There have been studies as early as the 1980s exploring the efficacy of SCS for spasticity control, however, the credibility of many of these studies is constrained due to an incomplete comprehension of spasticity's underlying mechanisms, outdated research methods, and early limitations in implantable device technology. Intrathecal pumps for baclofen have remained as the mainstay for refractory spasticity, however, it comes with associated risks such as chemical dependence leading to acute baclofen withdrawal and requiring frequent refill requirement. Most importantly, it does not yield functional improvement of muscle activity, just suppression of spasticity. Botox is also routinely used but due to heterogeneity in muscle involvement as well as variability in provider skill, results may be inconsistent and short-lasting, requiring frequent clinic visits for repeat injections to the affected muscle groups.
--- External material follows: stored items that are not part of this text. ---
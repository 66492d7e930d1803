//! HTTP proxy for the inspiration search
//!
//! Serves `GET /api/pinterest/search?q=<text>&bookmark=<token>` so a browser
//! front end can search without ever seeing the access token.

use std::net::SocketAddr;
use std::sync::Arc;

use axum::extract::{Query, State};
use axum::routing::get;
use axum::{Json, Router};
use serde::Deserialize;
use tokio::net::TcpListener;
use tokio::signal;
use tower_http::cors::{Any, CorsLayer};
use tower_http::trace::TraceLayer;
use tracing::{info, warn};

use super::client::PinterestClient;
use super::error::SearchError;
use super::types::SearchResults;

pub const SEARCH_ROUTE: &str = "/api/pinterest/search";

#[derive(Debug, Clone)]
pub struct ServerConfig {
    pub host: String,
    pub port: u16,
}

impl ServerConfig {
    pub fn new(host: impl Into<String>, port: u16) -> Self {
        Self {
            host: host.into(),
            port,
        }
    }

    pub fn socket_addr(&self) -> String {
        format!("{}:{}", self.host, self.port)
    }
}

impl Default for ServerConfig {
    fn default() -> Self {
        Self::new("127.0.0.1", 3000)
    }
}

#[derive(Debug, Deserialize)]
pub struct SearchParams {
    #[serde(default)]
    q: Option<String>,
    #[serde(default)]
    bookmark: Option<String>,
}

async fn search_pins(
    State(client): State<Arc<PinterestClient>>,
    Query(params): Query<SearchParams>,
) -> Result<Json<SearchResults>, SearchError> {
    let query = params.q.unwrap_or_default();
    let results = client.search(&query, params.bookmark.as_deref()).await?;
    Ok(Json(results))
}

/// Routes with tracing and permissive CORS
pub fn router(client: Arc<PinterestClient>) -> Router {
    let cors = CorsLayer::new()
        .allow_origin(Any)
        .allow_methods(Any)
        .allow_headers(Any);

    Router::new()
        .route(SEARCH_ROUTE, get(search_pins))
        .layer(TraceLayer::new_for_http())
        .layer(cors)
        .with_state(client)
}

/// Serve on an already-bound listener until `shutdown` resolves
pub async fn serve_on<F>(
    listener: TcpListener,
    client: Arc<PinterestClient>,
    shutdown: F,
) -> std::io::Result<()>
where
    F: std::future::Future<Output = ()> + Send + 'static,
{
    axum::serve(listener, router(client))
        .with_graceful_shutdown(shutdown)
        .await
}

/// Bind and serve until Ctrl+C or SIGTERM
pub async fn run(config: ServerConfig, client: Arc<PinterestClient>) -> anyhow::Result<()> {
    let address = config.socket_addr();
    if !client.is_configured() {
        warn!("No Pinterest access token set yet; searches return placeholder pins until one is");
    }

    let listener = TcpListener::bind(&address).await?;
    let local: SocketAddr = listener.local_addr()?;
    info!(%local, "Inspiration proxy listening on http://{}{}", local, SEARCH_ROUTE);

    serve_on(listener, client, shutdown_signal()).await?;

    info!("Server shutdown complete");
    Ok(())
}

async fn shutdown_signal() {
    let ctrl_c = async {
        if let Err(e) = signal::ctrl_c().await {
            warn!(error = %e, "Failed to listen for Ctrl+C");
            std::future::pending::<()>().await;
        }
    };

    #[cfg(unix)]
    let terminate = async {
        match signal::unix::signal(signal::unix::SignalKind::terminate()) {
            Ok(mut sigterm) => {
                sigterm.recv().await;
            }
            Err(e) => {
                warn!(error = %e, "Failed to listen for SIGTERM");
                std::future::pending::<()>().await;
            }
        }
    };

    #[cfg(not(unix))]
    let terminate = std::future::pending::<()>();

    tokio::select! {
        () = ctrl_c => info!("Received Ctrl+C, shutting down"),
        () = terminate => info!("Received SIGTERM, shutting down"),
    }
}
SCS may be able to address that gap in spasticity management.
- Detailed Description
Not available
Recruitment & Eligibility
- Status
- RECRUITING
- Sex
- All
- Target Recruitment
- 12
- First-ever stroke
- Aged 18 and older
- Neuropathic pain >3 months (chronic)
- Brain injury associated with spasticity in one or multiple limbs >3 months post-stroke
- No previous history of neuropathic pain or spasticity in affected limbs
- Cognitively capable to operate the SCS system
- Inadequate Pain Severity: Patients with mild or non-debilitating pain may be excluded if the treatment is intended for individuals with moderate to severe pain.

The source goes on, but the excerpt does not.